Le cœur de l’application d’Uber est un algorithme dont voici la définition Wikipédia telle qu’elle existe le 25 janvier 2016:

Un algorithme est une méthode générale pour résoudre un ensemble de problèmes. Il est dit correct lorsque, pour chaque instance du problème, il se termine en produisant la bonne sortie, c’est-à-dire qu’il résout le problème posé. On mesure l’efficacité d’un algorithme notamment par sa durée de calcul, par sa consommation de mémoire RAM, par la précision des résultats obtenus, sa scalabilité (son aptitude à être efficacement parallélisé), etc.

Uber déclare qu’il n’offre qu’une plateforme logicielle qui permet seulement d’équilibrer l’offre et la demande de ce secteur, les conducteurs, libres de leur choix, ne sont donc pas des salariés.

Cette présentation est désormais contestée par deux chercheurs américains (Alex Rosenblat et Luke Stark du « Data and Society Research Institute » à l’Université de New-York) qui, comme on peut le lire dans cet article du Washington Post intitulé : « Chez Uber, l’algorithme est le nouveau boss« , avancent que l’algorithme de la société utilise des indicateurs de performance, des planning, des suggestions de comportement, des prix dynamiques, et une asymétrie d’information « comme un substitut au pouvoir de gestion et de contrôle direct».
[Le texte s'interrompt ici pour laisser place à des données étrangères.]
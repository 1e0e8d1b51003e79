// Copyright (c) 2024-2026 Martin Schröder <info@swedishembedded.com>
//
// SPDX-License-Identifier: MIT
use serde::{Deserialize, Serialize};

// ─── Message types ────────────────────────────────────────────────────────────

/// A single message in the conversation history sent to a model.
#[derive(Debug, Clone, Serialize, Deserialize)]
pub struct Message {
    pub role: Role,
    pub content: MessageContent,
}

impl Message {
    pub fn system(text: impl Into<String>) -> Self {
        Self {
            role: Role::System,
            content: MessageContent::Text(text.into()),
        }
    }

    pub fn user(text: impl Into<String>) -> Self {
        Self {
            role: Role::User,
            content: MessageContent::Text(text.into()),
        }
    }

    pub fn assistant(text: impl Into<String>) -> Self {
        Self {
            role: Role::Assistant,
            content: MessageContent::Text(text.into()),
        }
    }

    /// An assistant message that carries exactly one tool invocation request.
    pub fn tool_call(
        call_id: impl Into<String>,
        name: impl Into<String>,
        arguments: impl Into<String>,
    ) -> Self {
        Self {
            role: Role::Assistant,
            content: MessageContent::ToolCall {
                tool_call_id: call_id.into(),
                function: FunctionCall {
                    name: name.into(),
                    arguments: arguments.into(),
                },
            },
        }
    }

    pub fn tool_result(
        call_id: impl Into<String>,
        name: impl Into<String>,
        content: impl Into<String>,
    ) -> Self {
        Self {
            role: Role::Tool,
            content: MessageContent::ToolResult {
                tool_call_id: call_id.into(),
                name: name.into(),
                content: content.into(),
            },
        }
    }

    /// Return the plain text of this message, if it is a text message.
    pub fn as_text(&self) -> Option<&str> {
        match &self.content {
            MessageContent::Text(t) => Some(t),
            _ => None,
        }
    }

    /// All textual payload of this message, regardless of variant.
    /// Used by the deterministic token estimator.
    pub fn payload_text(&self) -> String {
        match &self.content {
            MessageContent::Text(t) => t.clone(),
            MessageContent::ToolCall { function, .. } => {
                format!("{} {}", function.name, function.arguments)
            }
            MessageContent::ToolResult { content, .. } => content.clone(),
        }
    }
}

#[derive(Debug, Clone, Copy, PartialEq, Eq, Serialize, Deserialize)]
#[serde(rename_all = "lowercase")]
pub enum Role {
    System,
    User,
    Assistant,
    Tool,
}

impl std::fmt::Display for Role {
    fn fmt(&self, f: &mut std::fmt::Formatter<'_>) -> std::fmt::Result {
        match self {
            Role::System => write!(f, "system"),
            Role::User => write!(f, "user"),
            Role::Assistant => write!(f, "assistant"),
            Role::Tool => write!(f, "tool"),
        }
    }
}

/// The content of a message.
///
/// - `Text` – simple string (most messages)
/// - `ToolCall` – the assistant requests a tool invocation
/// - `ToolResult` – the textual result of a tool call
#[derive(Debug, Clone, Serialize, Deserialize)]
#[serde(untagged)]
pub enum MessageContent {
    Text(String),
    ToolCall {
        tool_call_id: String,
        function: FunctionCall,
    },
    ToolResult {
        tool_call_id: String,
        name: String,
        content: String,
    },
}

#[derive(Debug, Clone, Serialize, Deserialize)]
pub struct FunctionCall {
    pub name: String,
    /// JSON-encoded argument object
    pub arguments: String,
}

/// A tool schema provided to the model.
#[derive(Debug, Clone, Serialize, Deserialize)]
pub struct ToolSchema {
    pub name: String,
    pub description: String,
    /// JSON Schema of the parameters object
    pub parameters: serde_json::Value,
}

/// Request sent to a model client.
#[derive(Debug, Clone, Default)]
pub struct CompletionRequest {
    pub messages: Vec<Message>,
    pub tools: Vec<ToolSchema>,
    pub stream: bool,
    /// Sampling temperature override; `None` uses the profile's value.
    pub temperature: Option<f32>,
    /// Output token cap override; `None` uses the profile's value.
    pub max_tokens: Option<u32>,
}

/// A single streamed event from the model.
#[derive(Debug, Clone, PartialEq)]
pub enum ResponseEvent {
    /// A text delta streamed from the model
    TextDelta(String),
    /// A reasoning/thinking delta, for models that emit reasoning content
    ReasoningDelta(String),
    /// A fragment of a tool invocation request.  Arguments for a given
    /// `index` accumulate across deltas; `id` and `name` arrive once.
    ToolCallDelta {
        index: u32,
        id: String,
        name: String,
        arguments: String,
    },
    /// The stream finished normally
    Done,
    /// A recoverable error (non-fatal warning)
    Error(String),
}

// ─── Model profile ────────────────────────────────────────────────────────────

/// A stored model configuration bound to a session.
///
/// Rows live in the repository's `configs` table; this is the runtime shape
/// handed to [`crate::from_profile`] to build a client.
#[derive(Debug, Clone, Serialize, Deserialize)]
pub struct ModelProfile {
    pub id: String,
    pub name: String,
    /// Wire format tag: `"openai_chat"` (default) or `"mock"`.
    pub api_format: String,
    pub api_key: String,
    pub base_url: Option<String>,
    pub model: String,
    pub temperature: f32,
    pub max_tokens: u32,
    /// Context window budget used by the compressor.
    pub max_context_tokens: u32,
}

impl Default for ModelProfile {
    fn default() -> Self {
        Self {
            id: String::new(),
            name: String::new(),
            api_format: "openai_chat".into(),
            api_key: String::new(),
            base_url: None,
            model: String::new(),
            temperature: 0.7,
            max_tokens: 2000,
            max_context_tokens: 0,
        }
    }
}

// ─── Unit tests ──────────────────────────────────────────────────────────────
Toujours selon eux, « les robots ne sont pas en train de nous voler le travail, ils sont en train de devenir nos chefs ». Le niveau de contrôle et de surveillance qu’ils exercent étant plus intense que celui d’un manager humain. Dans l’exemple d’Uber, le système, permet à l’algorithme de devenir le «manager intermédiaire» et d’externaliser en grande partie le management: Uber fixant une rémunération en fonction de la zone et de la demande, le client notant la prestation réalisée par le chauffeur.

Ainsi, sans avoir besoin de managers qui « aboieraient leurs ordres »,  Uber « atteint une organisation où la main-d’œuvre se comporte de façon relativement homogène ». Dit autrement: Uber, par le seul intermédiaire de son algorithme, arrive à avoir une armée de chauffeurs volontairement corvéable et malléable.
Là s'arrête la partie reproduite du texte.